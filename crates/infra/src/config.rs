//! Runtime configuration, read from `RETAILPOS_*` environment variables.

use core::str::FromStr;

use thiserror::Error;

use retailpos_core::Money;

pub const ENV_TAX_RATE_BPS: &str = "RETAILPOS_TAX_RATE_BPS";
pub const ENV_OUT_OF_BALANCE_TOLERANCE: &str = "RETAILPOS_OUT_OF_BALANCE_TOLERANCE";
pub const ENV_MAX_COMMIT_ATTEMPTS: &str = "RETAILPOS_MAX_COMMIT_ATTEMPTS";
pub const ENV_DEFAULT_STOCK_MINIMUM: &str = "RETAILPOS_DEFAULT_STOCK_MINIMUM";
pub const ENV_DEFAULT_STOCK_MAXIMUM: &str = "RETAILPOS_DEFAULT_STOCK_MAXIMUM";

#[derive(Debug, Error, PartialEq, Eq)]
pub enum ConfigError {
    #[error("{name}: cannot parse '{value}'")]
    Malformed { name: &'static str, value: String },

    #[error("{name}: {reason}")]
    OutOfRange { name: &'static str, reason: String },
}

#[derive(Debug, Clone, PartialEq, Eq)]
pub struct PosConfig {
    /// Sales tax in basis points (1800 = 18%).
    pub tax_rate_bps: u32,
    /// A closing difference beyond this is flagged out of balance.
    pub out_of_balance_tolerance: Money,
    /// Commit attempts per operation before giving up on version conflicts.
    pub max_commit_attempts: u32,
    pub default_stock_minimum: i64,
    pub default_stock_maximum: i64,
}

impl Default for PosConfig {
    fn default() -> Self {
        Self {
            tax_rate_bps: 1800,
            out_of_balance_tolerance: Money::new(1, 0),
            max_commit_attempts: 3,
            default_stock_minimum: 5,
            default_stock_maximum: 1000,
        }
    }
}

impl PosConfig {
    /// Load configuration from environment variables, falling back to defaults.
    pub fn from_env() -> Result<Self, ConfigError> {
        Self::from_lookup(|name| std::env::var(name).ok())
    }

    /// Same as [`PosConfig::from_env`] with an arbitrary variable source.
    pub fn from_lookup(lookup: impl Fn(&str) -> Option<String>) -> Result<Self, ConfigError> {
        let defaults = Self::default();
        let config = Self {
            tax_rate_bps: parse(&lookup, ENV_TAX_RATE_BPS)?.unwrap_or(defaults.tax_rate_bps),
            out_of_balance_tolerance: parse(&lookup, ENV_OUT_OF_BALANCE_TOLERANCE)?
                .unwrap_or(defaults.out_of_balance_tolerance),
            max_commit_attempts: parse(&lookup, ENV_MAX_COMMIT_ATTEMPTS)?.unwrap_or(defaults.max_commit_attempts),
            default_stock_minimum: parse(&lookup, ENV_DEFAULT_STOCK_MINIMUM)?
                .unwrap_or(defaults.default_stock_minimum),
            default_stock_maximum: parse(&lookup, ENV_DEFAULT_STOCK_MAXIMUM)?
                .unwrap_or(defaults.default_stock_maximum),
        };
        config.validate()?;
        Ok(config)
    }

    pub fn validate(&self) -> Result<(), ConfigError> {
        if self.max_commit_attempts == 0 {
            return Err(ConfigError::OutOfRange {
                name: ENV_MAX_COMMIT_ATTEMPTS,
                reason: "must be at least 1".to_string(),
            });
        }
        if self.out_of_balance_tolerance.is_negative() {
            return Err(ConfigError::OutOfRange {
                name: ENV_OUT_OF_BALANCE_TOLERANCE,
                reason: "cannot be negative".to_string(),
            });
        }
        if self.default_stock_minimum < 0 || self.default_stock_maximum < self.default_stock_minimum {
            return Err(ConfigError::OutOfRange {
                name: ENV_DEFAULT_STOCK_MAXIMUM,
                reason: "stock bounds must satisfy 0 <= minimum <= maximum".to_string(),
            });
        }
        Ok(())
    }
}

fn parse<T: FromStr>(lookup: &impl Fn(&str) -> Option<String>, name: &'static str) -> Result<Option<T>, ConfigError> {
    match lookup(name).map(|v| v.trim().to_string()).filter(|v| !v.is_empty()) {
        None => Ok(None),
        Some(value) => value
            .parse::<T>()
            .map(Some)
            .map_err(|_| ConfigError::Malformed { name, value }),
    }
}

#[cfg(test)]
mod tests {
    use super::*;
    use std::collections::HashMap;

    fn lookup(pairs: &[(&str, &str)]) -> impl Fn(&str) -> Option<String> {
        let map: HashMap<String, String> = pairs.iter().map(|(k, v)| (k.to_string(), v.to_string())).collect();
        move |name| map.get(name).cloned()
    }

    #[test]
    fn defaults_when_nothing_is_set() {
        assert_eq!(PosConfig::from_lookup(lookup(&[])).unwrap(), PosConfig::default());
    }

    #[test]
    fn overrides_are_parsed() {
        let config = PosConfig::from_lookup(lookup(&[
            (ENV_TAX_RATE_BPS, "1600"),
            (ENV_OUT_OF_BALANCE_TOLERANCE, "0.50"),
            (ENV_MAX_COMMIT_ATTEMPTS, " 5 "),
        ]))
        .unwrap();
        assert_eq!(config.tax_rate_bps, 1600);
        assert_eq!(config.out_of_balance_tolerance, Money::new(0, 50));
        assert_eq!(config.max_commit_attempts, 5);
        assert_eq!(config.default_stock_minimum, 5);
    }

    #[test]
    fn malformed_and_out_of_range_values_fail() {
        assert!(matches!(
            PosConfig::from_lookup(lookup(&[(ENV_TAX_RATE_BPS, "eighteen")])),
            Err(ConfigError::Malformed { name: ENV_TAX_RATE_BPS, .. })
        ));
        assert!(matches!(
            PosConfig::from_lookup(lookup(&[(ENV_MAX_COMMIT_ATTEMPTS, "0")])),
            Err(ConfigError::OutOfRange { .. })
        ));
    }
}
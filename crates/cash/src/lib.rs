//! Cash domain module (event-sourced).
//!
//! Registers, the shifts worked on them, and the append-only ledger of cash
//! movements each shift owns. Pure domain logic: no IO, no storage.

pub mod movement;
pub mod register;
pub mod shift;

pub use movement::{CashMovement, MethodTotals, MovementId, MovementKind, Settlement, ShiftTotals, summarize};
pub use register::{
    BeginShift, CashRegister, EndShift, ProvisionRegister, RegisterActivationChanged,
    RegisterCommand, RegisterEvent, RegisterId, RegisterProvisioned, RegisterSettings,
    SetRegisterActive, ShiftBegan, ShiftEnded,
};
pub use shift::{
    AnnotateShift, CashCount, CashShift, CloseShift, DenominationCount, MovementRecorded,
    OpenShift, RecordMovement, SaleSettled, SettleSale, ShiftAnnotated, ShiftClosed, ShiftClosing,
    ShiftCommand, ShiftEvent, ShiftId, ShiftOpened, ShiftStatus, SupervisorNote,
};
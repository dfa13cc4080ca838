//! Domain error model.

use serde::{Deserialize, Serialize};
use thiserror::Error;

use crate::id::{BranchId, VariantId};

/// Result type used across the domain layer.
pub type DomainResult<T> = Result<T, DomainError>;

/// A reservation that could not be satisfied.
#[derive(Debug, Clone, PartialEq, Eq, Serialize, Deserialize)]
pub struct StockShortfall {
    pub variant_id: VariantId,
    pub branch_id: BranchId,
    pub requested: i64,
    pub reservable: i64,
}

impl core::fmt::Display for StockShortfall {
    fn fmt(&self, f: &mut core::fmt::Formatter<'_>) -> core::fmt::Result {
        write!(
            f,
            "variant {} at branch {}: requested {}, reservable {}",
            self.variant_id, self.branch_id, self.requested, self.reservable
        )
    }
}

/// Domain-level error.
///
/// Deterministic business failures only (validation, state guards, stock,
/// conflicts). Storage and transport failures live in the infra layer.
#[derive(Debug, Error, Clone, PartialEq, Eq)]
pub enum DomainError {
    /// Malformed input, rejected before any state is touched.
    #[error("validation failed: {0}")]
    Validation(String),

    /// The aggregate is not in a state that allows the operation.
    #[error("invalid state: {0}")]
    InvalidState(String),

    /// An identifier was invalid (e.g. parse failure).
    #[error("invalid identifier: {0}")]
    InvalidId(String),

    /// The addressed aggregate does not exist.
    #[error("not found: {0}")]
    NotFound(String),

    /// Stale version / optimistic concurrency.
    #[error("conflict: {0}")]
    Conflict(String),

    /// Caller is not allowed to perform the operation.
    #[error("unauthorized")]
    Unauthorized,

    /// A reservation would exceed the reservable quantity.
    #[error("insufficient stock: {0}")]
    InsufficientStock(StockShortfall),
}

impl DomainError {
    pub fn validation(msg: impl Into<String>) -> Self {
        Self::Validation(msg.into())
    }

    pub fn invalid_state(msg: impl Into<String>) -> Self {
        Self::InvalidState(msg.into())
    }

    pub fn invalid_id(msg: impl Into<String>) -> Self {
        Self::InvalidId(msg.into())
    }

    pub fn conflict(msg: impl Into<String>) -> Self {
        Self::Conflict(msg.into())
    }

    pub fn not_found(what: impl Into<String>) -> Self {
        Self::NotFound(what.into())
    }
}
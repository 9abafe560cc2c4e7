/// Bounds applied to every evaluation so hostile input fails cleanly instead
/// of exhausting the stack.
#[derive(Debug, Clone, Copy, PartialEq, Eq)]
pub struct Limits {
    /// Longest accepted input, in bytes.
    pub max_len: usize,
    /// Deepest accepted nesting of sub-expressions (parentheses, call
    /// arguments, operands of prefix operators and of `^`).
    pub max_depth: usize,
}

impl Limits {
    pub const DEFAULT_MAX_LEN: usize = 4096;
    pub const DEFAULT_MAX_DEPTH: usize = 64;
}

impl Default for Limits {
    fn default() -> Self {
        Self {
            max_len: Self::DEFAULT_MAX_LEN,
            max_depth: Self::DEFAULT_MAX_DEPTH,
        }
    }
}
use miette::SourceSpan;

use crate::error::LexError;

#[derive(Debug, Clone, Copy, PartialEq)]
pub struct Token<'a> {
    pub slice: &'a str,
    pub offset: usize,
    pub kind: TokenKind,
}

impl Token<'_> {
    pub fn span(&self) -> SourceSpan {
        (self.offset, self.slice.len()).into()
    }
}

impl<'a> std::fmt::Display for Token<'a> {
    fn fmt(&self, f: &mut std::fmt::Formatter<'_>) -> std::fmt::Result {
        write!(f, "{}", self.slice)
    }
}

#[derive(Debug, Clone, Copy, PartialEq)]
pub enum TokenKind {
    /// Any numeric literal, already converted and stripped of separators.
    Number(f64),
    /// A name, resolved against the built-in tables by the parser.
    Ident,
    LeftParen,
    RightParen,
    Comma,
    Plus,
    Minus,
    Star,
    Slash,
    Percent,
    Caret,
    Bang,
    Pipe,
    Ampersand,
    Tilde,
    ShiftLeft,
    ShiftRight,
    Less,
    LessEqual,
    Greater,
    GreaterEqual,
    EqualEqual,
    BangEqual,
}

#[derive(Debug)]
pub struct Lexer<'a> {
    rest: &'a str,
    byte: usize,
    peeked: Option<Result<Token<'a>, LexError>>,
}

impl<'a> Lexer<'a> {
    pub fn new(input: &'a str) -> Self {
        Self {
            rest: input,
            byte: 0,
            peeked: None,
        }
    }

    pub fn peek(&mut self) -> Option<&Result<Token<'a>, LexError>> {
        if self.peeked.is_some() {
            return self.peeked.as_ref();
        }

        self.peeked = self.next();
        self.peeked.as_ref()
    }
}

impl<'a> Iterator for Lexer<'a> {
    type Item = Result<Token<'a>, LexError>;

    fn next(&mut self) -> Option<Self::Item> {
        if let Some(next) = self.peeked.take() {
            return Some(next);
        }

        loop {
            let mut chars = self.rest.chars();
            let c = chars.next()?;
            let offset = self.byte;
            let slice = &self.rest[..c.len_utf8()];
            let c_onwards = self.rest;
            self.rest = chars.as_str();
            self.byte += c.len_utf8();

            enum Started {
                Number,
                Ident,
                // The second character that upgrades the token, and what it upgrades to.
                Compound(&'static [(char, TokenKind)], Option<TokenKind>),
            }

            let make_token = |kind: TokenKind| {
                Some(Ok(Token {
                    slice,
                    kind,
                    offset,
                }))
            };

            let started = match c {
                '(' => return make_token(TokenKind::LeftParen),
                ')' => return make_token(TokenKind::RightParen),
                ',' => return make_token(TokenKind::Comma),
                '+' => return make_token(TokenKind::Plus),
                '-' => return make_token(TokenKind::Minus),
                '*' => return make_token(TokenKind::Star),
                '/' => return make_token(TokenKind::Slash),
                '%' => return make_token(TokenKind::Percent),
                '^' => return make_token(TokenKind::Caret),
                '|' => return make_token(TokenKind::Pipe),
                '&' => return make_token(TokenKind::Ampersand),
                '~' => return make_token(TokenKind::Tilde),
                'π' => return make_token(TokenKind::Ident),
                '!' => Started::Compound(&[('=', TokenKind::BangEqual)], Some(TokenKind::Bang)),
                '=' => Started::Compound(&[('=', TokenKind::EqualEqual)], None),
                '<' => Started::Compound(
                    &[('<', TokenKind::ShiftLeft), ('=', TokenKind::LessEqual)],
                    Some(TokenKind::Less),
                ),
                '>' => Started::Compound(
                    &[('>', TokenKind::ShiftRight), ('=', TokenKind::GreaterEqual)],
                    Some(TokenKind::Greater),
                ),
                '0'..='9' => Started::Number,
                '.' if self.rest.starts_with(|c: char| c.is_ascii_digit()) => Started::Number,
                'a'..='z' | 'A'..='Z' => Started::Ident,
                c if c.is_whitespace() => continue,
                _ => {
                    return Some(Err(LexError::UnexpectedCharacter {
                        ch: c,
                        span: (offset, c.len_utf8()).into(),
                    }))
                }
            };

            match started {
                Started::Ident => {
                    let end = c_onwards
                        .find(|c: char| !(c.is_ascii_alphanumeric() || c == '_'))
                        .unwrap_or(c_onwards.len());
                    let literal = &c_onwards[..end];

                    let extra_byte = literal.len() - c.len_utf8();
                    self.byte += extra_byte;
                    self.rest = &self.rest[extra_byte..];

                    return Some(Ok(Token {
                        slice: literal,
                        offset,
                        kind: TokenKind::Ident,
                    }));
                }
                Started::Number => {
                    let (end, value) = scan_number(c_onwards);
                    let literal = &c_onwards[..end];
                    let extra_byte = literal.len() - c.len_utf8();
                    self.byte += extra_byte;
                    self.rest = &self.rest[extra_byte..];

                    let span: SourceSpan = (offset, literal.len()).into();
                    return Some(match value {
                        Ok(n) => Ok(Token {
                            slice: literal,
                            offset,
                            kind: TokenKind::Number(n),
                        }),
                        Err(NumberError::Malformed(reason)) => Err(LexError::MalformedNumber {
                            literal: literal.to_string(),
                            reason,
                            span,
                        }),
                        Err(NumberError::TooLarge) => Err(LexError::NumberTooLarge {
                            literal: literal.to_string(),
                            span,
                        }),
                    });
                }
                Started::Compound(upgrades, fallback) => {
                    let upgrade = self.rest.chars().next().and_then(|next| {
                        upgrades
                            .iter()
                            .find(|(second, _)| *second == next)
                            .map(|(_, kind)| *kind)
                    });

                    match (upgrade, fallback) {
                        (Some(kind), _) => {
                            self.rest = &self.rest[1..];
                            self.byte += 1;
                            return Some(Ok(Token {
                                slice: &c_onwards[..2],
                                offset,
                                kind,
                            }));
                        }
                        (None, Some(kind)) => return make_token(kind),
                        (None, None) => {
                            return Some(Err(LexError::UnexpectedCharacter {
                                ch: c,
                                span: (offset, c.len_utf8()).into(),
                            }))
                        }
                    }
                }
            }
        }
    }
}

enum NumberError {
    Malformed(&'static str),
    TooLarge,
}

/// Scans the numeric literal at the start of `input`.
///
/// Returns how many bytes belong to the literal together with its value. The
/// length is meaningful even on error so the lexer can skip the whole literal.
fn scan_number(input: &str) -> (usize, Result<f64, NumberError>) {
    let bytes = input.as_bytes();

    let radix = match (bytes.first(), bytes.get(1)) {
        (Some(b'0'), Some(b'x' | b'X')) => Some(16),
        (Some(b'0'), Some(b'b' | b'B')) => Some(2),
        _ => None,
    };

    if let Some(radix) = radix {
        let body = &input[2..];
        let end = body
            .find(|c: char| !(c.is_ascii_alphanumeric() || c == '_'))
            .unwrap_or(body.len());
        let digits = &body[..end];
        return (2 + end, parse_radix(digits, radix));
    }

    let digit_run = |from: usize| {
        from + input[from..]
            .find(|c: char| !(c.is_ascii_digit() || c == '_'))
            .unwrap_or(input.len() - from)
    };

    let int_end = digit_run(0);
    let mut end = int_end;
    let mut frac = None;
    if bytes.get(end) == Some(&b'.') {
        let frac_end = digit_run(end + 1);
        frac = Some(&input[end + 1..frac_end]);
        end = frac_end;
    }

    // An exponent is only taken when a digit actually follows, so `2E` stays
    // a number followed by an identifier.
    let mut exponent = None;
    if matches!(bytes.get(end), Some(b'e' | b'E')) {
        let sign = usize::from(matches!(bytes.get(end + 1), Some(b'+' | b'-')));
        let digits_start = end + 1 + sign;
        if bytes.get(digits_start).is_some_and(u8::is_ascii_digit) {
            let exp_end = digit_run(digits_start);
            exponent = Some(&input[digits_start..exp_end]);
            end = exp_end;
        }
    }

    let literal = &input[..end];
    let value = check_separators(&input[..int_end], 10)
        .and_then(|_| frac.map_or(Ok(()), |f| check_separators(f, 10)))
        .and_then(|_| exponent.map_or(Ok(()), |e| check_separators(e, 10)))
        .and_then(|_| {
            literal
                .replace('_', "")
                .parse::<f64>()
                .map_err(|_| NumberError::Malformed("not a valid decimal number"))
        });

    (end, value)
}

fn parse_radix(digits: &str, radix: u32) -> Result<f64, NumberError> {
    if digits.is_empty() {
        return Err(NumberError::Malformed("missing digits after radix prefix"));
    }
    if digits.chars().any(|c| c != '_' && !c.is_digit(radix)) {
        return Err(NumberError::Malformed(match radix {
            2 => "binary literals only contain 0 and 1",
            _ => "invalid hexadecimal digit",
        }));
    }
    check_separators(digits, radix)?;

    u64::from_str_radix(&digits.replace('_', ""), radix)
        .map(|n| n as f64)
        .map_err(|_| NumberError::TooLarge)
}

/// Every `_` must sit between two digits of the given radix.
fn check_separators(digits: &str, radix: u32) -> Result<(), NumberError> {
    let chars: Vec<char> = digits.chars().collect();
    for (i, c) in chars.iter().enumerate() {
        if *c != '_' {
            continue;
        }
        let before = i.checked_sub(1).and_then(|j| chars.get(j));
        let after = chars.get(i + 1);
        let is_digit = |c: Option<&char>| c.is_some_and(|c| c.is_digit(radix));
        if !is_digit(before) || !is_digit(after) {
            return Err(NumberError::Malformed(
                "digit separators must sit between two digits",
            ));
        }
    }
    Ok(())
}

### ASSIGNED TASK
Above this instruction are the records; retype exactly the lines from the one containing "end = frac_end;" up to and including the one containing "let exp_end = digit_run(digits_start);".

### TASK RESPONSE
        end = frac_end;
    }

    // An exponent is only taken when a digit actually follows, so `2E` stays
    // a number followed by an identifier.
    let mut exponent = None;
    if matches!(bytes.get(end), Some(b'e' | b'E')) {
        let sign = usize::from(matches!(bytes.get(end + 1), Some(b'+' | b'-')));
        let digits_start = end + 1 + sign;
        if bytes.get(digits_start).is_some_and(u8::is_ascii_digit) {
            let exp_end = digit_run(digits_start);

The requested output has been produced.